What you mean is not a cost to acquire the data but a sum paid by the highest bidder in auction to acquire Navteq corporation.
Value of maps is much less or to say in other words, has been overvalued.
But, on the other hand, TomTom also paid a lot of money to acquire TeleAtlas.

Buy want counts is not maps but market share in vector maps world.

I am sure, you are aware, maps are not build by cars travelling each new build road in the world.
Road tree system in electronic form is available for purchase from Highways authority in each specific country so to have your maps updated maps developer doesn't have to visit each new built road and enter it separately into navigation maps repository.
He buys a ready made product in electronic from from roads administration.

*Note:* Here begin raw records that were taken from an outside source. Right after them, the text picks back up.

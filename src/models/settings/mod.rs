// Settings module
// Client configuration loaded from config.toml

use std::path::{Path, PathBuf};
use std::time::Duration;

use anyhow::{anyhow, Context, Result};
use directories::ProjectDirs;
use serde::{Deserialize, Serialize};

/// Environment variable overriding `api_base_url`.
pub const API_URL_ENV: &str = "TUTOR_DESK_API_URL";

const CONFIG_FILE_NAME: &str = "config.toml";
const STORAGE_FILE_NAME: &str = "local_storage.db";

#[derive(Debug, Clone, PartialEq, Serialize, Deserialize)]
#[serde(default)]
pub struct AppConfig {
    pub api_base_url: String,
    pub request_timeout_secs: u64,
    pub revalidate_interval_minutes: u64,
    pub max_session_age_hours: u64,
    pub storage_path: Option<PathBuf>,
    pub default_student_id: Option<i64>,
}

impl Default for AppConfig {
    fn default() -> Self {
        Self {
            api_base_url: "http://localhost:3000".to_string(),
            request_timeout_secs: 20,
            revalidate_interval_minutes: 30,
            max_session_age_hours: 8,
            storage_path: None,
            default_student_id: None,
        }
    }
}

impl AppConfig {
    pub fn validate(&self) -> Result<(), String> {
        let url = self.api_base_url.trim();
        if !(url.starts_with("http://") || url.starts_with("https://")) {
            return Err("API base URL must start with http:// or https://".to_string());
        }

        if self.request_timeout_secs == 0 {
            return Err("Request timeout must be greater than 0 seconds".to_string());
        }

        if self.revalidate_interval_minutes == 0 {
            return Err("Re-validation interval must be greater than 0 minutes".to_string());
        }

        if self.max_session_age_hours == 0 {
            return Err("Maximum session age must be greater than 0 hours".to_string());
        }

        Ok(())
    }

    pub fn request_timeout(&self) -> Duration {
        Duration::from_secs(self.request_timeout_secs)
    }

    pub fn revalidate_interval(&self) -> chrono::Duration {
        chrono::Duration::minutes(self.revalidate_interval_minutes as i64)
    }

    pub fn max_session_age(&self) -> chrono::Duration {
        chrono::Duration::hours(self.max_session_age_hours as i64)
    }

    /// Parses and validates a config document.
    pub fn from_toml_str(content: &str) -> Result<Self> {
        let config: AppConfig = toml::from_str(content).context("Failed to parse config TOML")?;
        config
            .validate()
            .map_err(|e| anyhow!("Invalid configuration: {}", e))?;
        Ok(config)
    }

    /// Loads the config file at `path`. A missing file yields the defaults.
    pub fn load_from(path: &Path) -> Result<Self> {
        if !path.exists() {
            return Ok(Self::default());
        }

        let content = std::fs::read_to_string(path)
            .context(format!("Failed to read config file {}", path.display()))?;
        Self::from_toml_str(&content)
    }

    /// Loads the per-user config, falling back to defaults on any problem,
    /// then applies the environment override.
    pub fn load() -> Self {
        let mut config = match Self::config_path() {
            Some(path) => Self::load_from(&path).unwrap_or_else(|err| {
                log::warn!("Using default configuration: {:#}", err);
                Self::default()
            }),
            None => Self::default(),
        };

        config.apply_env_override();
        config
    }

    pub fn apply_env_override(&mut self) {
        if let Ok(url) = std::env::var(API_URL_ENV) {
            let url = url.trim();
            if url.starts_with("http://") || url.starts_with("https://") {
                self.api_base_url = url.to_string();
            } else if !url.is_empty() {
                log::warn!("Ignoring {}: '{}' is not an http(s) URL", API_URL_ENV, url);
            }
        }
    }

    pub fn save_to(&self, path: &Path) -> Result<()> {
        if let Some(parent) = path.parent() {
            std::fs::create_dir_all(parent)
                .context(format!("Failed to create config directory {}", parent.display()))?;
        }
        let content = toml::to_string_pretty(self).context("Failed to serialize config")?;
        std::fs::write(path, content)
            .context(format!("Failed to write config file {}", path.display()))
    }

    pub fn config_path() -> Option<PathBuf> {
        project_dirs().map(|dirs| dirs.config_dir().join(CONFIG_FILE_NAME))
    }

    /// Location of the durable session storage database.
    pub fn resolve_storage_path(&self) -> PathBuf {
        if let Some(path) = &self.storage_path {
            return path.clone();
        }

        project_dirs()
            .map(|dirs| dirs.data_dir().join(STORAGE_FILE_NAME))
            .unwrap_or_else(|| PathBuf::from(STORAGE_FILE_NAME))
    }
}

fn project_dirs() -> Option<ProjectDirs> {
    ProjectDirs::from("com", "TutorDesk", "TutorDesk")
}
mod app;
mod booking_dialog;
pub mod drag;
pub mod theme;
mod views;

pub use app::TutorDeskApp;
// Module exports for models

pub mod schedule;
pub mod session;
pub mod settings;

Another way is to have satellite nimages converted into vector maps
and have road extracted from satellite images.
I worked for CT /USG tomography projects and intelligent image processing of medical images shows you how to have roads only extracted from satellite images.

Finally, you can get and use maps for free visiting Google maps/ Google Earth, Yahoo maps, MS maps web servers.
You can get free maps from open source maps projects like OpenStreet and others.

So maps have some value but to use them you don't need to pay much.
Some car navigation systems in US start from as low as $100.
(road maps + routing + voice commands + hardware).

Maemo Mapper is based on maps accessed through Internet (Google, Yahoo, OpenStreet and others) and using it you pay nothing.

So maps business, navigation business sometimes generates no profit at all as there are hundreds of gps car navigation devices and systems on the market nowadays.